● LISTED RECORDS
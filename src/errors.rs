//! Error types with rich diagnostics using miette
//!
//! Errors raised at a token carry the interpreted text, a span over the
//! offending token, the token text and its column.

use miette::{Diagnostic, NamedSource, SourceSpan};
use thiserror::Error;

use crate::decimal::DecimalError;
use crate::token::ValueKind;

/// Broad category of an [`Error`]
#[derive(Debug, Clone, Copy, PartialEq, Eq)]
pub enum ErrorKind {
    /// Unrecognized character
    Lex,
    /// Malformed expression or command
    Syntax,
    /// Undefined name, self-invocation, circular unit definition
    Reference,
    /// Id defined twice within or across the unit and segment tables
    DuplicateDefinition,
    /// Division by zero, non-finite numbers
    Domain,
}

#[derive(Error, Diagnostic, Debug)]
pub enum Error {
    // ========================================================================
    // Lexing
    // ========================================================================
    #[error("unexpected symbol \"{symbol}\" at column {column}")]
    #[diagnostic(code(pather::lex::unexpected_symbol))]
    UnexpectedSymbol {
        symbol: char,
        column: usize,
        #[source_code]
        src: NamedSource<String>,
        #[label("not part of the path language")]
        span: SourceSpan,
    },

    // ========================================================================
    // Syntax
    // ========================================================================
    #[error("unexpected token \"{token}\" at column {column}")]
    #[diagnostic(code(pather::syntax::unexpected_token))]
    UnexpectedToken {
        token: String,
        column: usize,
        #[source_code]
        src: NamedSource<String>,
        #[label("unexpected here")]
        span: SourceSpan,
    },

    #[error("unexpected space-delimited value \"{token}\" at column {column}")]
    #[diagnostic(
        code(pather::syntax::space_delimited_value),
        help("join the values with an operator, or drop the space for implicit multiplication")
    )]
    SpaceDelimitedValue {
        token: String,
        column: usize,
        #[source_code]
        src: NamedSource<String>,
        #[label("separated from the previous value by a space")]
        span: SourceSpan,
    },

    #[error("unexpected delimiter \"{token}\" at column {column}")]
    #[diagnostic(code(pather::syntax::unexpected_delimiter))]
    UnexpectedDelimiter {
        token: String,
        column: usize,
        #[source_code]
        src: NamedSource<String>,
        #[label("delimiter not allowed here")]
        span: SourceSpan,
    },

    #[error("mismatched bracket at column {column}")]
    #[diagnostic(code(pather::syntax::mismatched_bracket))]
    MismatchedBracket {
        column: usize,
        #[source_code]
        src: NamedSource<String>,
        #[label("no matching opening bracket")]
        span: SourceSpan,
    },

    #[error("missing {depth} closing bracket(s) at column {column}")]
    #[diagnostic(code(pather::syntax::missing_closing_bracket))]
    MissingClosingBracket {
        depth: usize,
        column: usize,
        #[source_code]
        src: NamedSource<String>,
        #[label("expression ends here")]
        span: SourceSpan,
    },

    #[error("expected a segment name at column {column}, found \"{token}\"")]
    #[diagnostic(code(pather::syntax::expected_identifier))]
    ExpectedIdentifier {
        token: String,
        column: usize,
        #[source_code]
        src: NamedSource<String>,
        #[label("segment name expected")]
        span: SourceSpan,
    },

    #[error("expected \"|\" to close the measurement at column {column}, found \"{token}\"")]
    #[diagnostic(code(pather::syntax::expected_measure_close))]
    ExpectedMeasureClose {
        token: String,
        column: usize,
        #[source_code]
        src: NamedSource<String>,
        #[label("measurement not closed")]
        span: SourceSpan,
    },

    #[error("a segment measurement cannot produce a {kind} value (column {column})")]
    #[diagnostic(
        code(pather::syntax::incompatible_measure),
        help("measurements yield coordinates and angles only")
    )]
    IncompatibleMeasure {
        kind: ValueKind,
        column: usize,
        #[source_code]
        src: NamedSource<String>,
        #[label("measurement used here")]
        span: SourceSpan,
    },

    #[error("expected \"=\" after argument name at column {column}, found \"{token}\"")]
    #[diagnostic(code(pather::syntax::expected_assignment))]
    ExpectedAssignment {
        token: String,
        column: usize,
        #[source_code]
        src: NamedSource<String>,
        #[label("assignment expected")]
        span: SourceSpan,
    },

    #[error("unexpected end of input at column {column}")]
    #[diagnostic(code(pather::syntax::unexpected_end))]
    UnexpectedEnd {
        column: usize,
        #[source_code]
        src: NamedSource<String>,
        #[label("input ends here")]
        span: SourceSpan,
    },

    #[error("paths must begin with a move command, found \"{token}\" at column {column}")]
    #[diagnostic(code(pather::syntax::missing_move))]
    MissingMove {
        token: String,
        column: usize,
        #[source_code]
        src: NamedSource<String>,
        #[label("expected m or M")]
        span: SourceSpan,
    },

    #[error("expected a command, found \"{token}\" at column {column}")]
    #[diagnostic(code(pather::syntax::expected_command))]
    ExpectedCommand {
        token: String,
        column: usize,
        #[source_code]
        src: NamedSource<String>,
        #[label("no command to take this value")]
        span: SourceSpan,
    },

    #[error("too few arguments for command {command} at column {column}: expected {expected}, found {found}")]
    #[diagnostic(code(pather::syntax::too_few_arguments))]
    TooFewArguments {
        command: char,
        expected: usize,
        found: usize,
        column: usize,
        #[source_code]
        src: NamedSource<String>,
        #[label("command started here")]
        span: SourceSpan,
    },

    #[error("too many arguments for command {command}: \"{token}\" at column {column}")]
    #[diagnostic(code(pather::syntax::too_many_arguments))]
    TooManyArguments {
        command: char,
        token: String,
        column: usize,
        #[source_code]
        src: NamedSource<String>,
        #[label("extra argument")]
        span: SourceSpan,
    },

    #[error("dangling fix operator after command {command} at column {column}")]
    #[diagnostic(code(pather::syntax::dangling_fix))]
    DanglingFix {
        command: char,
        column: usize,
        #[source_code]
        src: NamedSource<String>,
        #[label("command has no value left to pin")]
        span: SourceSpan,
    },

    #[error("\"{parameter}\" is specified twice for segment \"{segment}\" (column {column})")]
    #[diagnostic(code(pather::syntax::duplicate_parameter))]
    DuplicateParameter {
        parameter: String,
        segment: String,
        column: usize,
        #[source_code]
        src: NamedSource<String>,
        #[label("already specified")]
        span: SourceSpan,
    },

    #[error("the execution count {count} of segment \"{segment}\" must be an integer of at least 1")]
    #[diagnostic(code(pather::syntax::invalid_repeat))]
    InvalidRepeat {
        count: String,
        segment: String,
        column: usize,
        #[source_code]
        src: NamedSource<String>,
        #[label("invoked here")]
        span: SourceSpan,
    },

    #[error("more than {limit} value(s), extra value at column {column}")]
    #[diagnostic(code(pather::syntax::too_many_values))]
    TooManyValues {
        limit: usize,
        column: usize,
        #[source_code]
        src: NamedSource<String>,
        #[label("one value too many")]
        span: SourceSpan,
    },

    #[error("invalid unit override \"{text}\": {reason}")]
    #[diagnostic(
        code(pather::syntax::invalid_override),
        help("overrides are written as name=value, e.g. w=12.5")
    )]
    InvalidOverride { text: String, reason: String },

    #[error("<{element}> element without a \"{attribute}\" attribute")]
    #[diagnostic(code(pather::syntax::missing_attribute))]
    MissingAttribute {
        element: &'static str,
        attribute: &'static str,
    },

    // ========================================================================
    // References
    // ========================================================================
    #[error("reference to undefined unit \"{name}\" at column {column}")]
    #[diagnostic(code(pather::reference::undefined))]
    UndefinedReference {
        name: String,
        column: usize,
        #[source_code]
        src: NamedSource<String>,
        #[label("not defined")]
        span: SourceSpan,
    },

    #[error("reference to undefined segment \"{name}\" at column {column}")]
    #[diagnostic(code(pather::reference::undefined_segment))]
    UndefinedSegment {
        name: String,
        column: usize,
        #[source_code]
        src: NamedSource<String>,
        #[label("no such segment")]
        span: SourceSpan,
    },

    #[error("argument \"{name}\" at column {column} is already defined as a segment")]
    #[diagnostic(code(pather::reference::argument_is_segment))]
    ArgumentIsSegment {
        name: String,
        column: usize,
        #[source_code]
        src: NamedSource<String>,
        #[label("segment name used as argument")]
        span: SourceSpan,
    },

    #[error("segment \"{name}\" cannot invoke itself (column {column})")]
    #[diagnostic(code(pather::reference::self_invocation))]
    SelfInvocation {
        name: String,
        column: usize,
        #[source_code]
        src: NamedSource<String>,
        #[label("invoked from its own pattern")]
        span: SourceSpan,
    },

    #[error("recursive invocation of segment \"{name}\" via {chain} (column {column})")]
    #[diagnostic(code(pather::reference::recursive_invocation))]
    RecursiveInvocation {
        name: String,
        chain: String,
        column: usize,
        #[source_code]
        src: NamedSource<String>,
        #[label("already being expanded")]
        span: SourceSpan,
    },

    #[error("circular reference to unit \"{name}\" ({chain}) at column {column}")]
    #[diagnostic(code(pather::reference::circular))]
    CircularReference {
        name: String,
        chain: String,
        column: usize,
        #[source_code]
        src: NamedSource<String>,
        #[label("refers back to a unit being resolved")]
        span: SourceSpan,
    },

    #[error("unable to resolve unit \"{unit}\": \"{name}\" is undefined at column {column}")]
    #[diagnostic(code(pather::reference::unresolved))]
    UnresolvedReference {
        unit: String,
        name: String,
        column: usize,
        #[source_code]
        src: NamedSource<String>,
        #[label("not defined")]
        span: SourceSpan,
    },

    // ========================================================================
    // Duplicate definitions
    // ========================================================================
    #[error("unable to resolve unit \"{unit}\": duplicate id \"{name}\" at column {column}")]
    #[diagnostic(code(pather::duplicate::ambiguous_reference))]
    AmbiguousReference {
        unit: String,
        name: String,
        column: usize,
        #[source_code]
        src: NamedSource<String>,
        #[label("defined more than once")]
        span: SourceSpan,
    },

    #[error("duplicate unit id \"{id}\"")]
    #[diagnostic(code(pather::duplicate::unit))]
    DuplicateUnit { id: String },

    #[error("duplicate segment id \"{id}\"")]
    #[diagnostic(code(pather::duplicate::segment))]
    DuplicateSegment { id: String },

    #[error("segment id \"{id}\" is already defined as a unit")]
    #[diagnostic(code(pather::duplicate::segment_is_unit))]
    SegmentIsUnit { id: String },

    // ========================================================================
    // Domain
    // ========================================================================
    #[error("division by zero at column {column}")]
    #[diagnostic(code(pather::domain::division_by_zero))]
    DivisionByZero {
        column: usize,
        #[source_code]
        src: NamedSource<String>,
        #[label("divisor is zero")]
        span: SourceSpan,
    },

    #[error(transparent)]
    #[diagnostic(code(pather::domain::numeric))]
    Numeric(#[from] DecimalError),
}

impl Error {
    pub fn kind(&self) -> ErrorKind {
        use Error::*;
        match self {
            UnexpectedSymbol { .. } => ErrorKind::Lex,

            UnexpectedToken { .. }
            | SpaceDelimitedValue { .. }
            | UnexpectedDelimiter { .. }
            | MismatchedBracket { .. }
            | MissingClosingBracket { .. }
            | ExpectedIdentifier { .. }
            | ExpectedMeasureClose { .. }
            | IncompatibleMeasure { .. }
            | ExpectedAssignment { .. }
            | UnexpectedEnd { .. }
            | MissingMove { .. }
            | ExpectedCommand { .. }
            | TooFewArguments { .. }
            | TooManyArguments { .. }
            | DanglingFix { .. }
            | DuplicateParameter { .. }
            | InvalidRepeat { .. }
            | TooManyValues { .. }
            | InvalidOverride { .. }
            | MissingAttribute { .. } => ErrorKind::Syntax,

            UndefinedReference { .. }
            | UndefinedSegment { .. }
            | ArgumentIsSegment { .. }
            | SelfInvocation { .. }
            | RecursiveInvocation { .. }
            | CircularReference { .. }
            | UnresolvedReference { .. } => ErrorKind::Reference,

            AmbiguousReference { .. }
            | DuplicateUnit { .. }
            | DuplicateSegment { .. }
            | SegmentIsUnit { .. } => ErrorKind::DuplicateDefinition,

            DivisionByZero { .. } | Numeric(_) => ErrorKind::Domain,
        }
    }
}

#[cfg(test)]
mod tests {
    use super::*;

    #[test]
    fn kinds_follow_the_category() {
        let err = Error::CircularReference {
            name: "a".into(),
            chain: "a -> b -> a".into(),
            column: 0,
            src: NamedSource::new("b", "a".to_string()),
            span: (0, 1).into(),
        };
        assert_eq!(err.kind(), ErrorKind::Reference);
        assert_eq!(err.to_string(), "circular reference to unit \"a\" (a -> b -> a) at column 0");
        assert_eq!(Error::DuplicateUnit { id: "w".into() }.kind(), ErrorKind::DuplicateDefinition);
        assert_eq!(Error::Numeric(DecimalError::DivisionByZero).kind(), ErrorKind::Domain);
    }

    #[test]
    fn messages_carry_token_and_column() {
        let err = Error::UnexpectedToken {
            token: "*".into(),
            column: 4,
            src: NamedSource::new("d", "m 0 * 1".to_string()),
            span: (4, 1).into(),
        };
        assert_eq!(err.to_string(), "unexpected token \"*\" at column 4");
    }
}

● WHAT TO DO
Take every line above where "must" appears and copy it.

● WRITTEN SOLUTION
    #[error("paths must begin with a move command, found \"{token}\" at column {column}")]
    #[error("the execution count {count} of segment \"{segment}\" must be an integer of at least 1")]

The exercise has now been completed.